== Listed records
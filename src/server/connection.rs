use crate::host::{ClientHub, ClientId, HostEvent};
use crate::server::protocol::{ClientMessage, ServerMessage};
use axum::extract::ws::{Message, WebSocket};
use std::sync::Arc;
use tokio::sync::mpsc;
use tracing::{error, info, warn};

/// What one `WebSocket::recv` result means for the connection loop
#[derive(Debug)]
enum Inbound {
    Text(String),
    Ping(Vec<u8>),
    /// Binary and pong frames
    Ignored,
    /// Close frame, or the stream ended without one
    Closed,
    Failed(axum::Error),
}

fn classify(msg: Option<Result<Message, axum::Error>>) -> Inbound {
    match msg {
        Some(Ok(Message::Text(text))) => Inbound::Text(text),
        Some(Ok(Message::Ping(data))) => Inbound::Ping(data),
        Some(Ok(Message::Close(_))) | None => Inbound::Closed,
        Some(Ok(_)) => Inbound::Ignored,
        Some(Err(e)) => Inbound::Failed(e),
    }
}

/// Drives a single WebSocket client: inbound chat becomes host events,
/// queued outbound lines become frames.
pub struct ClientConnection {
    client: ClientId,
    hub: Arc<ClientHub>,
    events: mpsc::Sender<HostEvent>,
}

impl ClientConnection {
    pub fn new(hub: Arc<ClientHub>, events: mpsc::Sender<HostEvent>) -> Self {
        Self {
            client: ClientId::new(),
            hub,
            events,
        }
    }

    /// Handle WebSocket connection lifecycle
    pub async fn handle(self, mut socket: WebSocket) {
        // Register before announcing the join so the sync lines have a queue
        let mut outbound = self.hub.register(self.client);
        info!(client = %self.client, "WebSocket connection established");

        if self.events.send(HostEvent::ClientJoined(self.client)).await.is_err() {
            error!("Dispatcher stopped, closing connection");
            self.hub.remove(&self.client);
            return;
        }

        loop {
            tokio::select! {
                // Handle incoming client messages
                msg = socket.recv() => {
                    match classify(msg) {
                        Inbound::Text(text) => {
                            if let Err(e) = self.handle_client_message(&text).await {
                                warn!(client = %self.client, error = %e, "Error handling client message");
                            }
                        }
                        Inbound::Ping(data) => {
                            if let Err(e) = socket.send(Message::Pong(data)).await {
                                error!(error = %e, "Failed to send pong");
                                break;
                            }
                        }
                        Inbound::Ignored => {}
                        Inbound::Closed => {
                            info!(client = %self.client, "WebSocket client disconnected");
                            break;
                        }
                        Inbound::Failed(e) => {
                            warn!(client = %self.client, error = %e, "WebSocket error");
                            break;
                        }
                    }
                }

                // Lines queued for this client by the dispatcher
                line = outbound.recv() => {
                    match line {
                        Some(text) => {
                            if let Err(e) = self.send_line(&mut socket, text).await {
                                error!(client = %self.client, error = %e, "Failed to send message");
                                break;
                            }
                        }
                        None => break,
                    }
                }
            }
        }

        self.hub.remove(&self.client);
        let _ = self.events.send(HostEvent::ClientLeft(self.client)).await;
        info!(client = %self.client, "WebSocket connection closed");
    }

    async fn handle_client_message(&self, text: &str) -> anyhow::Result<()> {
        let msg: ClientMessage = serde_json::from_str(text)?;

        match msg {
            ClientMessage::Chat { text } => {
                self.events
                    .send(HostEvent::Chat {
                        client: self.client,
                        text,
                    })
                    .await?;
            }
        }

        Ok(())
    }

    async fn send_line(&self, socket: &mut WebSocket, text: String) -> anyhow::Result<()> {
        let json = serde_json::to_string(&ServerMessage::new(text))?;
        socket.send(Message::Text(json)).await?;
        Ok(())
    }
}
====
*Task directions*
Each line of the material above must be retyped exactly as written.

*Result of this task*
filename src/server/connection.rs
use crate::host::{ClientHub, ClientId, HostEvent};
use crate::server::protocol::{ClientMessage, ServerMessage};
use axum::extract::ws::{Message, WebSocket};
use std::sync::Arc;
use tokio::sync::mpsc;
use tracing::{error, info, warn};

/// What one `WebSocket::recv` result means for the connection loop
#[derive(Debug)]
enum Inbound {
    Text(String),
    Ping(Vec<u8>),
    /// Binary and pong frames
    Ignored,
    /// Close frame, or the stream ended without one
    Closed,
    Failed(axum::Error),
}

fn classify(msg: Option<Result<Message, axum::Error>>) -> Inbound {
    match msg {
        Some(Ok(Message::Text(text))) => Inbound::Text(text),
        Some(Ok(Message::Ping(data))) => Inbound::Ping(data),
        Some(Ok(Message::Close(_))) | None => Inbound::Closed,
        Some(Ok(_)) => Inbound::Ignored,
        Some(Err(e)) => Inbound::Failed(e),
    }
}

/// Drives a single WebSocket client: inbound chat becomes host events,
/// queued outbound lines become frames.
pub struct ClientConnection {
    client: ClientId,
    hub: Arc<ClientHub>,
    events: mpsc::Sender<HostEvent>,
}

impl ClientConnection {
    pub fn new(hub: Arc<ClientHub>, events: mpsc::Sender<HostEvent>) -> Self {
        Self {
            client: ClientId::new(),
            hub,
            events,
        }
    }

    /// Handle WebSocket connection lifecycle
    pub async fn handle(self, mut socket: WebSocket) {
        // Register before announcing the join so the sync lines have a queue
        let mut outbound = self.hub.register(self.client);
        info!(client = %self.client, "WebSocket connection established");

        if self.events.send(HostEvent::ClientJoined(self.client)).await.is_err() {
            error!("Dispatcher stopped, closing connection");
            self.hub.remove(&self.client);
            return;
        }

        loop {
            tokio::select! {
                // Handle incoming client messages
                msg = socket.recv() => {
                    match classify(msg) {
                        Inbound::Text(text) => {
                            if let Err(e) = self.handle_client_message(&text).await {
                                warn!(client = %self.client, error = %e, "Error handling client message");
                            }
                        }
                        Inbound::Ping(data) => {
                            if let Err(e) = socket.send(Message::Pong(data)).await {
                                error!(error = %e, "Failed to send pong");
                                break;
                            }
                        }
                        Inbound::Ignored => {}
                        Inbound::Closed => {
                            info!(client = %self.client, "WebSocket client disconnected");
                            break;
                        }
                        Inbound::Failed(e) => {
                            warn!(client = %self.client, error = %e, "WebSocket error");
                            break;
                        }
                    }
                }

                // Lines queued for this client by the dispatcher
                line = outbound.recv() => {
                    match line {
                        Some(text) => {
                            if let Err(e) = self.send_line(&mut socket, text).await {
                                error!(client = %self.client, error = %e, "Failed to send message");
                                break;
                            }
                        }
                        None => break,
                    }
                }
            }
        }

        self.hub.remove(&self.client);
        let _ = self.events.send(HostEvent::ClientLeft(self.client)).await;
        info!(client = %self.client, "WebSocket connection closed");
    }

    async fn handle_client_message(&self, text: &str) -> anyhow::Result<()> {
        let msg: ClientMessage = serde_json::from_str(text)?;

        match msg {
            ClientMessage::Chat { text } => {
                self.events
                    .send(HostEvent::Chat {
                        client: self.client,
                        text,
                    })
                    .await?;
            }
        }

        Ok(())
    }

    async fn send_line(&self, socket: &mut WebSocket, text: String) -> anyhow::Result<()> {
        let json = serde_json::to_string(&ServerMessage::new(text))?;
        socket.send(Message::Text(json)).await?;
        Ok(())
    }
}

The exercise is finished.